▶ [HOW TO COMPLETE THIS TASK]:
Tally the lines below that contain the word "target". Only the number should be returned.

▶ [EXERCISE MATERIALS]:
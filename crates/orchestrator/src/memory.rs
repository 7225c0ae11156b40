//! In-memory provisioner
//!
//! Reference implementation of the [`ProvisioningApi`] boundary used by the
//! rehearsal service and the test suite. Fleets live in process memory;
//! instance bootstraps run as independent tasks and report through the
//! fleet's signal feed.

use std::collections::hash_map::Entry;
use std::collections::{BTreeSet, HashMap};
use std::sync::atomic::{AtomicU32, Ordering};
use std::sync::{Arc, Mutex};
use std::time::Duration;

use async_trait::async_trait;
use tokio::sync::mpsc;
use tracing::{debug, info, warn};

use barrage_domain::{
    AccessGrant, FleetRole, FleetSpec, HealthSignal, PortSpec, Step, StepKind,
};

use crate::gate::{GateReport, HealthGate};
use crate::provider::{FleetHandle, PathSource, ProvisioningApi, ProvisioningError};
use crate::sequencer::{run_sequence, StepError, StepExecutor};

/// Executor that completes every step immediately
///
/// Stands in for the instance-side init system during rehearsal runs.
#[derive(Debug, Default)]
pub struct SimulatedStepExecutor;

#[async_trait]
impl StepExecutor for SimulatedStepExecutor {
    async fn execute(&self, step: &Step) -> Result<(), StepError> {
        debug!(kind = ?step.kind, payload = ?step.payload, "simulated step");
        Ok(())
    }
}

/// Executor that fails the first step of a chosen kind
///
/// Used to drive unhealthy-fleet scenarios in tests.
#[derive(Debug)]
pub struct FailingStepExecutor {
    /// Step kind that fails
    pub fail_kind: StepKind,
}

#[async_trait]
impl StepExecutor for FailingStepExecutor {
    async fn execute(&self, step: &Step) -> Result<(), StepError> {
        if step.kind == self.fail_kind {
            return Err(StepError(format!("{:?} rejected by executor", step.kind)));
        }
        Ok(())
    }
}

struct FleetRecord {
    spec: FleetSpec,
    handle: FleetHandle,
    launched: u32,
    signal_tx: mpsc::Sender<HealthSignal>,
    feed: Option<mpsc::Receiver<HealthSignal>>,
}

/// In-process provisioning API
///
/// One fleet per role; a re-request against the same identity reconciles
/// instead of creating duplicates. When a spec leaves `desired_count`
/// unset, the current (externally managed) capacity wins.
pub struct InMemoryProvisioner {
    executor: Arc<dyn StepExecutor>,
    fleets: Mutex<HashMap<FleetRole, FleetRecord>>,
    keypairs: Mutex<BTreeSet<String>>,
    grants: Mutex<Vec<(String, AccessGrant)>>,
    paths: Mutex<Vec<(PathSource, String, PortSpec)>>,
    rejected_roles: Mutex<BTreeSet<FleetRole>>,
    created_fleets: AtomicU32,
}

impl InMemoryProvisioner {
    /// Provisioner whose instances bootstrap successfully
    pub fn new() -> Self {
        Self::with_executor(Arc::new(SimulatedStepExecutor))
    }

    /// Provisioner with a custom step executor
    pub fn with_executor(executor: Arc<dyn StepExecutor>) -> Self {
        Self {
            executor,
            fleets: Mutex::new(HashMap::new()),
            keypairs: Mutex::new(BTreeSet::new()),
            grants: Mutex::new(Vec::new()),
            paths: Mutex::new(Vec::new()),
            rejected_roles: Mutex::new(BTreeSet::new()),
            created_fleets: AtomicU32::new(0),
        }
    }

    /// Make every future request for `role` fail with a rejection
    pub fn reject_role(&self, role: FleetRole) {
        self.rejected_roles.lock().unwrap().insert(role);
    }

    /// Fleets created so far (reconciliations excluded)
    pub fn created_fleet_count(&self) -> u32 {
        self.created_fleets.load(Ordering::SeqCst)
    }

    /// Live handle for a role, if the fleet exists
    pub fn handle(&self, role: FleetRole) -> Option<FleetHandle> {
        self.fleets
            .lock()
            .unwrap()
            .get(&role)
            .map(|r| r.handle.clone())
    }

    /// Instances currently in the fleet
    pub fn instance_count(&self, role: FleetRole) -> usize {
        self.handle(role).map_or(0, |h| h.instance_ids.len())
    }

    /// Grants attached to a fleet
    pub fn grants_for(&self, fleet_id: &str) -> Vec<AccessGrant> {
        self.grants
            .lock()
            .unwrap()
            .iter()
            .filter(|(id, _)| id == fleet_id)
            .map(|(_, g)| g.clone())
            .collect()
    }

    /// Opened network paths as (source, target fleet, ports)
    pub fn network_paths(&self) -> Vec<(PathSource, String, PortSpec)> {
        self.paths.lock().unwrap().clone()
    }

    /// Whether a keypair credential exists
    pub fn has_keypair(&self, name: &str) -> bool {
        self.keypairs.lock().unwrap().contains(name)
    }

    /// Number of stored keypair credentials
    pub fn keypair_count(&self) -> usize {
        self.keypairs.lock().unwrap().len()
    }

    fn launch_instance(
        &self,
        instance_id: String,
        spec: &FleetSpec,
        tx: mpsc::Sender<HealthSignal>,
    ) {
        let steps = spec.bootstrap_steps.clone();
        let role = spec.role;
        let executor = Arc::clone(&self.executor);

        tokio::spawn(async move {
            let signal = match run_sequence(executor.as_ref(), &steps).await {
                Ok(()) => HealthSignal::success(instance_id.as_str(), role),
                Err(failure) => {
                    warn!(instance = %instance_id, error = %failure, "instance bootstrap aborted");
                    HealthSignal::failure(instance_id.as_str(), role)
                }
            };
            // The receiver is gone once the deployment has already failed
            let _ = tx.send(signal).await;
        });
    }
}

impl Default for InMemoryProvisioner {
    fn default() -> Self {
        Self::new()
    }
}

#[async_trait]
impl ProvisioningApi for InMemoryProvisioner {
    async fn request_fleet(&self, spec: &FleetSpec) -> Result<FleetHandle, ProvisioningError> {
        spec.validate()
            .map_err(|e| ProvisioningError::Rejected(e.to_string()))?;

        if self.rejected_roles.lock().unwrap().contains(&spec.role) {
            return Err(ProvisioningError::Rejected(format!(
                "{} fleet rejected by provider",
                spec.role
            )));
        }

        let mut fleets = self.fleets.lock().unwrap();
        match fleets.entry(spec.role) {
            Entry::Occupied(mut occupied) => {
                let record = occupied.get_mut();
                match spec.desired_count {
                    // No desired count: an externally managed capacity wins
                    None => {
                        debug!(
                            fleet = %record.handle.fleet_id,
                            capacity = record.handle.capacity,
                            "desired count unset, keeping externally managed capacity"
                        );
                    }
                    Some(desired) if desired == record.handle.capacity => {
                        debug!(fleet = %record.handle.fleet_id, "fleet already at desired capacity");
                    }
                    Some(desired) if desired > record.handle.capacity => {
                        let grow = desired - record.handle.capacity;
                        for _ in 0..grow {
                            record.launched += 1;
                            let id = format!("{}-i-{:04}", spec.role, record.launched);
                            record.handle.instance_ids.push(id.clone());
                            self.launch_instance(id, spec, record.signal_tx.clone());
                        }
                        record.handle.capacity = desired;
                        info!(fleet = %record.handle.fleet_id, added = grow, "fleet scaled up");
                    }
                    Some(desired) => {
                        record.handle.instance_ids.truncate(desired as usize);
                        record.handle.capacity = desired;
                        info!(fleet = %record.handle.fleet_id, capacity = desired, "fleet scaled down");
                    }
                }
                record.spec = spec.clone();
                Ok(record.handle.clone())
            }
            Entry::Vacant(vacant) => {
                let capacity = spec.expected_instance_count();
                let fleet_id = format!("fleet-{}", spec.role);
                let (tx, rx) = mpsc::channel((spec.max_count as usize).max(1));

                let mut handle = FleetHandle {
                    fleet_id: fleet_id.clone(),
                    role: spec.role,
                    instance_ids: Vec::with_capacity(capacity as usize),
                    capacity,
                };

                let mut launched = 0;
                for _ in 0..capacity {
                    launched += 1;
                    let id = format!("{}-i-{:04}", spec.role, launched);
                    handle.instance_ids.push(id.clone());
                    self.launch_instance(id, spec, tx.clone());
                }

                info!(fleet = %fleet_id, capacity, "fleet created");
                self.created_fleets.fetch_add(1, Ordering::SeqCst);

                vacant.insert(FleetRecord {
                    spec: spec.clone(),
                    handle: handle.clone(),
                    launched,
                    signal_tx: tx,
                    feed: Some(rx),
                });

                Ok(handle)
            }
        }
    }

    async fn attach_policy(
        &self,
        handle: &FleetHandle,
        grant: &AccessGrant,
    ) -> Result<(), ProvisioningError> {
        if self.handle(handle.role).map(|h| h.fleet_id) != Some(handle.fleet_id.clone()) {
            return Err(ProvisioningError::UnknownFleet(handle.fleet_id.clone()));
        }

        self.grants
            .lock()
            .unwrap()
            .push((handle.fleet_id.clone(), grant.clone()));
        Ok(())
    }

    async fn open_network_path(
        &self,
        source: PathSource,
        target: &FleetHandle,
        ports: PortSpec,
    ) -> Result<(), ProvisioningError> {
        if self.handle(target.role).map(|h| h.fleet_id) != Some(target.fleet_id.clone()) {
            return Err(ProvisioningError::UnknownFleet(target.fleet_id.clone()));
        }

        debug!(fleet = %target.fleet_id, %ports, "network path opened");
        self.paths
            .lock()
            .unwrap()
            .push((source, target.fleet_id.clone(), ports));
        Ok(())
    }

    async fn ensure_keypair(&self, name: &str) -> Result<(), ProvisioningError> {
        let mut keypairs = self.keypairs.lock().unwrap();
        if keypairs.contains(name) {
            info!(keypair = name, "keypair already exists, nothing to do");
            return Ok(());
        }

        keypairs.insert(name.to_string());
        info!(keypair = name, "keypair created and stored as scoped secret");
        Ok(())
    }

    async fn wait_for_signals(
        &self,
        handle: &FleetHandle,
        expected: u32,
        ceiling: Duration,
    ) -> Result<GateReport, ProvisioningError> {
        let feed = {
            let mut fleets = self.fleets.lock().unwrap();
            let record = fleets
                .get_mut(&handle.role)
                .filter(|r| r.handle.fleet_id == handle.fleet_id)
                .ok_or_else(|| ProvisioningError::UnknownFleet(handle.fleet_id.clone()))?;

            record
                .feed
                .take()
                .ok_or_else(|| ProvisioningError::SignalFeedConsumed(handle.fleet_id.clone()))?
        };

        Ok(HealthGate::new(handle.role, expected).wait(feed, ceiling).await)
    }
}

▶ [ANSWER TO THIS TASK]:
6